By Jessi Stickel on October 6, 2016

https://pixabay.com

COLLEGE PARK, Md., — Historic figures viewed public education as essential in shaping citizenship in early America, a University of Maryland associate professor said Sept. 26 as a part of the campus’ Democracy Then and Now initiative.

Ralph Bauer, Associate Professor of English and Comparative Literature talked to approximately 70 students and faculty in Tawes Hall for his Public Education in the Early American Republic lecture.

Bauer focused on Benjamin Franklin’s ideas on education, which Franklin compared to agriculture.

“[Franklin’s] idea here is that we’re like plants and education can provide the kind of cultivation that a farmer exposes upon his plants. Those plants that we don’t tend to degenerate to weeds. Those which we spend our energy and our care get cultivated into useful plants, useful for the public,” said Bauer.

Franklin believed colonial America needed a system of liberal education that was offered to everyone, Bauer said.

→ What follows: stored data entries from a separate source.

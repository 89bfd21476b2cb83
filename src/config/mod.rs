//! Configuration for `PopReader`.

pub mod paths;

use std::path::{Path, PathBuf};

use serde::Deserialize;

use crate::error::Result;
use crate::error::util::safe_read_to_string;
use crate::schema::SchemaVersion;
use crate::utils::{DEFAULT_BATCH_SIZE, get_batch_size};

pub use paths::resolve_population_path;

/// Configuration for opening a synthetic population
#[derive(Debug, Clone, Deserialize)]
#[serde(default)]
pub struct PopReaderConfig {
    /// Country subdirectory under `<data root>/country`
    pub country: String,
    /// Population version subdirectory, e.g. `US_2010.v5`
    pub version: String,
    /// Explicit data root; takes precedence over `FRED_DATA`
    pub fred_data: Option<PathBuf>,
    /// Explicit home directory; its `data` subdirectory is used when no data root is known
    pub fred_home: Option<PathBuf>,
    /// On-disk format; detected from the population directory when unset
    pub format: Option<SchemaVersion>,
    /// Read per-county directories on the rayon pool
    pub parallel: bool,
    /// Keep the parsed locations index for the lifetime of the population object
    pub cache_locations: bool,
    /// Draw a progress bar while reading directories
    pub show_progress: bool,
    /// Rows per Arrow batch while parsing
    pub batch_size: usize,
}

impl Default for PopReaderConfig {
    fn default() -> Self {
        Self {
            country: "usa".to_string(),
            version: "US_2010.v5".to_string(),
            fred_data: None,
            fred_home: None,
            format: None,
            parallel: true,
            cache_locations: true,
            show_progress: false,
            batch_size: get_batch_size().unwrap_or(DEFAULT_BATCH_SIZE),
        }
    }
}

impl PopReaderConfig {
    /// Configuration for a country and version with every other setting at its default
    #[must_use]
    pub fn new(country: &str, version: &str) -> Self {
        Self {
            country: country.to_string(),
            version: version.to_string(),
            ..Default::default()
        }
    }

    /// Set an explicit data root
    #[must_use]
    pub fn with_data_root(mut self, root: impl Into<PathBuf>) -> Self {
        self.fred_data = Some(root.into());
        self
    }

    /// Force a schema version instead of detecting it
    #[must_use]
    pub const fn with_format(mut self, format: SchemaVersion) -> Self {
        self.format = Some(format);
        self
    }

    /// Load a configuration from a JSON file; absent keys keep their defaults
    pub fn from_json_file(path: &Path) -> Result<Self> {
        let content = safe_read_to_string(path, "population configuration")?;
        let config = serde_json::from_str(&content)?;
        Ok(config)
    }
}
use arrow::array::{Array, AsArray};
use arrow::datatypes::{Float64Type, Int64Type};
use pop_reader::{PopReaderError, SchemaVersion};

use crate::utils::{column_names, legacy_fixture};

const PEOPLE_COLUMNS: [&str; 8] = [
    "sp_id",
    "sp_hh_id",
    "age",
    "sex",
    "race",
    "relate",
    "school_id",
    "work_id",
];

#[test]
fn test_people_with_and_without_gq_people() -> pop_reader::Result<()> {
    let fixture = legacy_fixture();
    let population = fixture.population();
    assert_eq!(population.version(), SchemaVersion::Legacy);

    let people = population.load_people(&["Allegheny_County_PA"], false)?;
    assert_eq!(people.num_rows(), 3);
    assert_eq!(column_names(&people), PEOPLE_COLUMNS);

    let everyone = population.load_people(&["Allegheny_County_PA"], true)?;
    assert_eq!(everyone.num_rows(), 4);
    let names = column_names(&everyone);
    assert_eq!(names[..8], PEOPLE_COLUMNS);
    assert_eq!(names[8], "sp_gq_id");

    let gq_id = everyone.column(8).as_primitive::<Int64Type>();
    assert_eq!(gq_id.null_count(), 3);
    assert_eq!(gq_id.value(3), 900);
    Ok(())
}

#[test]
fn test_na_token_becomes_null() -> pop_reader::Result<()> {
    let fixture = legacy_fixture();
    let population = fixture.population();

    let people = population.load_people(&["42003"], false)?;
    let age = people.column(2).as_primitive::<Int64Type>();
    assert_eq!(age.value(0), 34);
    assert!(age.is_null(2));
    assert_eq!(people.column(6).null_count(), 2);

    let households = population.load_households(&["42003"])?;
    let income = households.column(3).as_primitive::<Int64Type>();
    assert_eq!(income.value(0), 52000);
    assert!(income.is_null(1));
    assert_eq!(
        households.column(1).as_primitive::<Int64Type>().value(0),
        420_030_101_001
    );
    Ok(())
}

#[test]
fn test_schools_without_elevation_are_conformed() -> pop_reader::Result<()> {
    let fixture = legacy_fixture();
    let population = fixture.population();

    let schools = population.load_schools(&["Jefferson_County_PA"])?;
    assert_eq!(schools.num_rows(), 1);
    assert_eq!(
        column_names(&schools),
        ["sp_id", "stco", "latitude", "longitude", "elevation"]
    );
    assert!(schools.column(4).is_null(0));

    let schools = population.load_schools(&["Pittsburgh_PA"])?;
    assert_eq!(schools.num_rows(), 3);
    let elevation = schools.column(4).as_primitive::<Float64Type>();
    assert_eq!(elevation.value(0), 250.0);
    assert_eq!(elevation.null_count(), 1);
    Ok(())
}

#[test]
fn test_workplaces_are_deduplicated() -> pop_reader::Result<()> {
    let fixture = legacy_fixture();
    let population = fixture.population();

    let allegheny = population.load_workplaces(&["Allegheny_County_PA"])?.num_rows();
    let jefferson = population.load_workplaces(&["Jefferson_County_PA"])?.num_rows();
    let metro = population.load_workplaces(&["Pittsburgh_PA"])?;

    assert_eq!(metro.num_rows(), 2);
    assert!(metro.num_rows() < allegheny + jefferson);
    assert_eq!(
        column_names(&metro),
        ["sp_id", "latitude", "longitude", "elevation", "zip"]
    );
    Ok(())
}

#[test]
fn test_household_xref_comes_from_people() -> pop_reader::Result<()> {
    let fixture = legacy_fixture();
    let xref = fixture
        .population()
        .load_people_household_xref(&["Pittsburgh_PA"])?;

    assert_eq!(column_names(&xref), ["sp_id", "sp_hh_id", "relate"]);
    assert_eq!(xref.num_rows(), 5);
    assert_eq!(xref.column(1).as_primitive::<Int64Type>().value(4), 30);
    Ok(())
}

#[test]
fn test_counts_use_line_scan() -> pop_reader::Result<()> {
    let fixture = legacy_fixture();
    let population = fixture.population();

    assert_eq!(population.population_count(&["Pittsburgh_PA"], false)?, 5);
    assert_eq!(population.gq_population_count(&["Pittsburgh_PA"])?, 2);

    // A trailing blank line is not a record
    fixture.write("42065/gq_people.txt", "sp_id\tsp_gq_id\tage\tsex\n22\t910\t80\tF\n\n");
    assert_eq!(population.gq_population_count(&["42065"])?, 1);
    Ok(())
}

#[test]
fn test_non_numeric_value_is_schema_error() {
    let fixture = legacy_fixture();
    fixture.write(
        "42065/workplaces.txt",
        "sp_id\tlatitude\tlongitude\televation\tzip\n510\t41.1\t-78.9\t400.0\tnorth\n",
    );

    let err = fixture
        .population()
        .load_workplaces(&["Jefferson_County_PA"])
        .unwrap_err();
    assert!(matches!(err, PopReaderError::SchemaError { .. }));
}

#[test]
fn test_missing_gq_people_file_fails_the_call() {
    let fixture = legacy_fixture();
    fixture.remove("42065/gq_people.txt");
    let population = fixture.population();

    let err = population.load_people(&["Pittsburgh_PA"], true).unwrap_err();
    assert!(matches!(err, PopReaderError::MissingFileError { .. }));

    let err = population.gq_population_count(&["Pittsburgh_PA"]).unwrap_err();
    assert!(matches!(err, PopReaderError::MissingFileError { .. }));
}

Noah Webster realized there was a need for a new form of public education, which educates all citizens, in order to participate in civic duties, Bauer said.

“In several states people already vote, yet they have no education that prepares them for the civic duties,” Bauer said.

As seen as the forefather of education, Thomas Jefferson proposed that “knowledge should be generally infused throughout the population” and “every citizen should have access to public education,” said Bauer.

However, Jefferson’s public education program was not solely focused on bettering democracy.

“The idea behind basic public education was not to prepare all citizens for participatory democracy …but rather to provide them with the facilities for attaining economic independence and for safeguarding the republic from degenerating into tyranny,” Bauer concluded.

Attendee James Groff, a Ph.D. student in education, said his biggest takeaway was “thinking about the extent to which early theorists of education were interested in some form of indoctrination, whether it’s of religion or in some cases indoctrination about what it means to be a citizen in a democracy.”